DATA FOR ANALYSIS: Begin

//! Tool trait — the abstract interface every agent tool must implement.
//!

use async_trait::async_trait;
use serde_json::Value;
use std::collections::HashMap;

use convoy_core::types::ToolDefinition;
use convoy_core::ToolContext;

// ─────────────────────────────────────────────
// Tool trait
// ─────────────────────────────────────────────

/// Every agent tool implements this trait.
///
/// The agent loop discovers tools via `name()`, sends their schemas to the LLM
/// via `to_definition()`, and dispatches calls via `execute()`. `ctx` carries
/// the session/channel/chat identity for this turn — tools that need it (the
/// message and spawn tools) read it directly instead of relying on mutable
/// state set ahead of the call.
#[async_trait]
pub trait Tool: Send + Sync {
    /// Unique name used by the LLM to call this tool (e.g. `"read_file"`).
    fn name(&self) -> &str;

    /// Human-readable description shown to the LLM.
    fn description(&self) -> &str;

    /// JSON Schema describing the parameters (as a `serde_json::Value`).
    ///
    /// Must be `{"type": "object", "properties": {...}, "required": [...]}`.
    fn parameters(&self) -> Value;

    /// Execute the tool with the given arguments.
    ///
    /// Returns the tool output as a string (the LLM reads this).
    /// On failure, return an `Err` — the registry will catch it and
    /// convert to an error string for the LLM.
    async fn execute(&self, params: HashMap<String, Value>, ctx: &ToolContext) -> anyhow::Result<String>;

    /// Build the `ToolDefinition` sent to the LLM.
    ///
    /// Default implementation — rarely needs overriding.
    fn to_definition(&self) -> ToolDefinition {
        ToolDefinition::new(self.name(), self.description(), self.parameters())
    }
}

// ─────────────────────────────────────────────
// Param helpers
// ─────────────────────────────────────────────

/// Extract a required `String` param, returning a user-friendly error.
pub fn require_string(params: &HashMap<String, Value>, key: &str) -> anyhow::Result<String> {
    params
        .get(key)
        .and_then(|v| v.as_str())
        .map(|s| s.to_string())
        .ok_or_else(|| anyhow::anyhow!("Missing required parameter: {key}"))
}

/// Extract an optional `String` param.
pub fn optional_string(params: &HashMap<String, Value>, key: &str) -> Option<String> {
    params.get(key).and_then(|v| v.as_str()).map(|s| s.to_string())
}

/// Extract an optional integer param.
pub fn optional_i64(params: &HashMap<String, Value>, key: &str) -> Option<i64> {
    params.get(key).and_then(|v| v.as_i64())
}

/// Extract an optional boolean param (defaults to `false` if absent).
pub fn optional_bool(params: &HashMap<String, Value>, key: &str) -> bool {
    params
        .get(key)
        .and_then(|v| v.as_bool())
        .unwrap_or(false)
}

#[cfg(test)]
mod tests {
    use super::*;
    use serde_json::json;

    #[test]
    fn test_require_string_present() {
        let mut params = HashMap::new();
        params.insert("path".into(), json!("/tmp/foo.txt"));
        assert_eq!(require_string(&params, "path").unwrap(), "/tmp/foo.txt");
    }

    #[test]
    fn test_require_string_missing() {
        let params = HashMap::new();
        assert!(require_string(&params, "path").is_err());
    }

    #[test]
    fn test_require_string_wrong_type() {
        let mut params = HashMap::new();
        params.insert("path".into(), json!(42));
        assert!(require_string(&params, "path").is_err());
    }

    #[test]
    fn test_optional_string() {
        let mut params = HashMap::new();
        params.insert("mode".into(), json!("markdown"));
        assert_eq!(optional_string(&params, "mode"), Some("markdown".into()));
        assert_eq!(optional_string(&params, "other"), None);
    }

    #[test]
    fn test_optional_i64() {
        let mut params = HashMap::new();
        params.insert("count".into(), json!(5));
        assert_eq!(optional_i64(&params, "count"), Some(5));
        assert_eq!(optional_i64(&params, "missing"), None);
    }

    #[test]
    fn test_optional_bool() {
        let mut params = HashMap::new();
        params.insert("force".into(), json!(true));
        assert!(optional_bool(&params, "force"));
        assert!(!optional_bool(&params, "missing"));
    }

    /// Verify the default `to_definition()` produces the right shape.
    #[tokio::test]
    async fn test_to_definition_default() {
        struct DummyTool;

        #[async_trait]
        impl Tool for DummyTool {
            fn name(&self) -> &str { "dummy" }
            fn description(&self) -> &str { "A test tool" }
            fn parameters(&self) -> Value {
                json!({
                    "type": "object",
                    "properties": {
                        "msg": { "type": "string" }
                    },
                    "required": ["msg"]
                })
            }
            async fn execute(&self, _params: HashMap<String, Value>, _ctx: &ToolContext) -> anyhow::Result<String> {
                Ok("ok".into())
            }
        }

        let def = DummyTool.to_definition();
        assert_eq!(def.function.name, "dummy");
        assert_eq!(def.function.description, "A test tool");
        assert_eq!(def.tool_type, "function");
    }

    pub(crate) fn test_ctx() -> ToolContext {
        ToolContext::new("sess-1", std::env::temp_dir(), "cli", "user")
    }
}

DATA FOR ANALYSIS: End

* _WHAT THIS TASK INVOLVES_
What lines in the records above include the string "None"? Copy each one.

* _YOUR SOLUTION_
        assert_eq!(optional_string(&params, "other"), None);
        assert_eq!(optional_i64(&params, "missing"), None);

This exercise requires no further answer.